### [Work required]
Retype exactly the lines below, beginning with the first and ending with the line where "use uuid::Uuid;" appears.

Task data below:

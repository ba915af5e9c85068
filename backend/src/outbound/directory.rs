//! User directory adapters.

use std::collections::HashMap;
use std::sync::RwLock;

use async_trait::async_trait;

use crate::domain::ports::{UserDirectory, UserDirectoryError};
use crate::domain::user::{UserId, UserProfile};

/// Process-local user directory.
///
/// The marketplace's user management lives in another service; this adapter
/// holds the profiles the booking core needs for notifications.
#[derive(Debug, Default)]
pub struct MemoryUserDirectory {
    profiles: RwLock<HashMap<UserId, UserProfile>>,
}

impl MemoryUserDirectory {
    /// Creates an empty directory.
    pub fn new() -> Self {
        Self::default()
    }

    /// Registers or replaces a profile.
    pub fn upsert(&self, profile: UserProfile) {
        if let Ok(mut profiles) = self.profiles.write() {
            profiles.insert(profile.id, profile);
        }
    }
}

#[async_trait]
impl UserDirectory for MemoryUserDirectory {
    async fn get_by_id(&self, user_id: UserId) -> Result<Option<UserProfile>, UserDirectoryError> {
        let profiles = self
            .profiles
            .read()
            .map_err(|_| UserDirectoryError::lookup("profile store poisoned"))?;
        Ok(profiles.get(&user_id).cloned())
    }
}
//! User identity types shared across aggregates.

use std::fmt;

use serde::{Deserialize, Serialize};
use uuid::Uuid;

/// Opaque identifier for a marketplace user (client or business owner).
#[derive(Debug, Clone, Copy, PartialEq, Eq, Hash, Serialize, Deserialize)]
#[serde(transparent)]
pub struct UserId(Uuid);

impl UserId {
    /// Wraps an existing UUID.
    pub const fn new(id: Uuid) -> Self {
        Self(id)
    }

    /// Generates a fresh random id.
    pub fn random() -> Self {
        Self(Uuid::new_v4())
    }

    /// Returns the underlying UUID.
    pub const fn as_uuid(&self) -> Uuid {
        self.0
    }
}

impl fmt::Display for UserId {
    fn fmt(&self, f: &mut fmt::Formatter<'_>) -> fmt::Result {
        self.0.fmt(f)
    }
}

impl From<Uuid> for UserId {
    fn from(value: Uuid) -> Self {
        Self(value)
    }
}

/// Contact details read through the user directory for notification
/// enrichment.
#[derive(Debug, Clone, PartialEq, Eq, Serialize, Deserialize)]
pub struct UserProfile {
    /// Directory identity.
    pub id: UserId,
    /// Name shown in notifications.
    pub display_name: String,
    /// Phone number shared with clients when the property allows it.
    pub phone_number: String,
}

End of Task data.

### [Result for this exercise]
repository ba915af5e9c85068
filename backend/src/outbound/directory.rs
//! User directory adapters.

use std::collections::HashMap;
use std::sync::RwLock;

use async_trait::async_trait;

use crate::domain::ports::{UserDirectory, UserDirectoryError};
use crate::domain::user::{UserId, UserProfile};

/// Process-local user directory.
///
/// The marketplace's user management lives in another service; this adapter
/// holds the profiles the booking core needs for notifications.
#[derive(Debug, Default)]
pub struct MemoryUserDirectory {
    profiles: RwLock<HashMap<UserId, UserProfile>>,
}

impl MemoryUserDirectory {
    /// Creates an empty directory.
    pub fn new() -> Self {
        Self::default()
    }

    /// Registers or replaces a profile.
    pub fn upsert(&self, profile: UserProfile) {
        if let Ok(mut profiles) = self.profiles.write() {
            profiles.insert(profile.id, profile);
        }
    }
}

#[async_trait]
impl UserDirectory for MemoryUserDirectory {
    async fn get_by_id(&self, user_id: UserId) -> Result<Option<UserProfile>, UserDirectoryError> {
        let profiles = self
            .profiles
            .read()
            .map_err(|_| UserDirectoryError::lookup("profile store poisoned"))?;
        Ok(profiles.get(&user_id).cloned())
    }
}
//! User identity types shared across aggregates.

use std::fmt;

use serde::{Deserialize, Serialize};
use uuid::Uuid;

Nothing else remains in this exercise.